But is it really perfectly good code?

Quoth the GCC Manual, "Warnings are diagnostic messages that report
constructions which are not inherently erroneous but which are risky or
suggest there may have been an error."

Code with shadowed variables can be completely correct, but shadowing is
still risky.
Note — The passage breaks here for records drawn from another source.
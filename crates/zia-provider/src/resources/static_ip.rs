// zia_traffic_forwarding_static_ip

use async_trait::async_trait;
use tracing::info;
use zia_api::models::StaticIp;

use crate::activation::trigger_activation;
use crate::convert::flatten_id_name_extensions_single;
use crate::error::ProviderError;
use crate::provider::Meta;
use crate::resource::{Resource, read_created, read_or_remove};
use crate::resource_data::ResourceData;
use crate::schema::{Attribute, Schema, Validation, computed_id_name_extensions};

const TYPE_NAME: &str = "zia_traffic_forwarding_static_ip";

/// Static IP used by GRE tunnels and IP-based VPN credentials.
pub struct StaticIpResource;

// Coordinates are only sent when geo_override is set; otherwise ZIA
// derives them from the address.
fn expand(d: &ResourceData) -> StaticIp {
    let geo_override = d.get_bool("geo_override");
    StaticIp {
        ip_address: d.get_string("ip_address"),
        geo_override,
        latitude: if geo_override { d.get_float("latitude") } else { 0.0 },
        longitude: if geo_override { d.get_float("longitude") } else { 0.0 },
        routable_ip: d.get_bool("routable_ip"),
        comment: d.get_string("comment"),
        ..StaticIp::default()
    }
}

fn flatten(d: &mut ResourceData, ip: &StaticIp) -> Result<(), ProviderError> {
    d.set("static_ip_id", ip.id)?;
    d.set("ip_address", ip.ip_address.as_str())?;
    d.set("geo_override", ip.geo_override)?;
    d.set("latitude", ip.latitude)?;
    d.set("longitude", ip.longitude)?;
    d.set("routable_ip", ip.routable_ip)?;
    d.set("comment", ip.comment.as_str())?;
    d.set("last_modification_time", ip.last_modification_time)?;
    d.set(
        "managed_by",
        flatten_id_name_extensions_single(ip.managed_by.as_ref()),
    )?;
    d.set(
        "last_modified_by",
        flatten_id_name_extensions_single(ip.last_modified_by.as_ref()),
    )?;
    Ok(())
}

fn check_coordinates(d: &ResourceData) -> Result<(), ProviderError> {
    if !d.get_bool("geo_override") {
        return Ok(());
    }
    let latitude = d.get_float("latitude");
    if !(-90.0..=90.0).contains(&latitude) {
        return Err(ProviderError::invalid("latitude", "must be between -90 and 90"));
    }
    let longitude = d.get_float("longitude");
    if !(-180.0..=180.0).contains(&longitude) {
        return Err(ProviderError::invalid("longitude", "must be between -180 and 180"));
    }
    Ok(())
}

#[async_trait]
impl Resource for StaticIpResource {
    fn type_name(&self) -> &'static str {
        TYPE_NAME
    }

    fn schema(&self) -> Schema {
        Schema::new()
            .attr("static_ip_id", Attribute::int().computed())
            .attr(
                "ip_address",
                Attribute::string()
                    .required()
                    .force_new()
                    .validate(Validation::IsIpAddress),
            )
            .attr(
                "geo_override",
                Attribute::boolean()
                    .optional()
                    .default(false)
                    .description("Set latitude and longitude manually"),
            )
            .attr("latitude", Attribute::float().optional().computed())
            .attr("longitude", Attribute::float().optional().computed())
            .attr(
                "routable_ip",
                Attribute::boolean()
                    .optional()
                    .default(true)
                    .description("Whether the address is a routable (non-RFC1918) IP"),
            )
            .attr(
                "comment",
                Attribute::string()
                    .optional()
                    .validate(Validation::StringLenBetween(0, 10240)),
            )
            .attr("last_modification_time", Attribute::int().computed())
            .attr("managed_by", computed_id_name_extensions("Partner managing the address"))
            .attr(
                "last_modified_by",
                computed_id_name_extensions("Admin that last modified the address"),
            )
    }

    async fn create(&self, d: &mut ResourceData, meta: &Meta) -> Result<(), ProviderError> {
        check_coordinates(d)?;
        let ip = meta.client.create_static_ip(&expand(d)).await?;
        info!(resource = TYPE_NAME, id = ip.id, "created");
        d.set_id(ip.id.to_string());
        trigger_activation(meta).await?;
        read_created(self, d, meta).await
    }

    async fn read(&self, d: &mut ResourceData, meta: &Meta) -> Result<(), ProviderError> {
        let id = d.numeric_id()?;
        let result = meta.client.get_static_ip(id).await;
        let Some(ip) = read_or_remove(d, TYPE_NAME, result)? else {
            return Ok(());
        };
        d.set_id(ip.id.to_string());
        flatten(d, &ip)
    }

    async fn update(&self, d: &mut ResourceData, meta: &Meta) -> Result<(), ProviderError> {
        check_coordinates(d)?;
        let id = d.numeric_id()?;
        let result = meta.client.update_static_ip(id, &expand(d)).await;
        if read_or_remove(d, TYPE_NAME, result)?.is_none() {
            return Ok(());
        }
        info!(resource = TYPE_NAME, id, "updated");
        trigger_activation(meta).await?;
        self.read(d, meta).await
    }

    async fn delete(&self, d: &mut ResourceData, meta: &Meta) -> Result<(), ProviderError> {
        let id = d.numeric_id()?;
        meta.client.delete_static_ip(id).await?;
        info!(resource = TYPE_NAME, id, "deleted");
        d.clear_id();
        trigger_activation(meta).await
    }

    /// Import accepts the IP address itself.
    async fn lookup_id(&self, name: &str, meta: &Meta) -> Result<String, ProviderError> {
        let ip = meta.client.get_static_ip_by_address(name).await?;
        Ok(ip.id.to_string())
    }
}

#[cfg(test)]
#[allow(clippy::unwrap_used)]
mod tests {
    use serde_json::{Value, json};

    use super::*;

    fn data(config: Value) -> ResourceData {
        ResourceData::from_config(StaticIpResource.schema(), config.as_object().cloned().unwrap())
            .unwrap()
    }

    #[test]
    fn coordinates_only_sent_with_geo_override() {
        let d = data(json!({"ip_address": "203.0.113.9", "latitude": 10.5, "longitude": 20.0}));
        let ip = expand(&d);
        assert!(ip.latitude.abs() < f64::EPSILON);
        assert!(ip.routable_ip);

        let d = data(json!({
            "ip_address": "203.0.113.9",
            "geo_override": true,
            "latitude": 10.5,
            "longitude": 20.0
        }));
        assert!((expand(&d).latitude - 10.5).abs() < f64::EPSILON);
    }

    #[test]
    fn rejects_out_of_range_latitude() {
        let d = data(json!({"ip_address": "203.0.113.9", "geo_override": true, "latitude": 95.0}));
        assert!(check_coordinates(&d).is_err());
    }
}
Thus, I /don't/ think that code which -Wshadow complains about
is perfectly good code.

Unlike some warnings which are difficult to fix, shadowing can always be
avoided easily: simply rename the offending variable. (If it's hard to
figure out what a given name refers to, then that's all the more reason that
the shadowing should be eliminated.) Shadowing adds zero power or
convenience, but does add danger.

> Should we try to come to a concensus about this?

A decision one way or the other would be nice.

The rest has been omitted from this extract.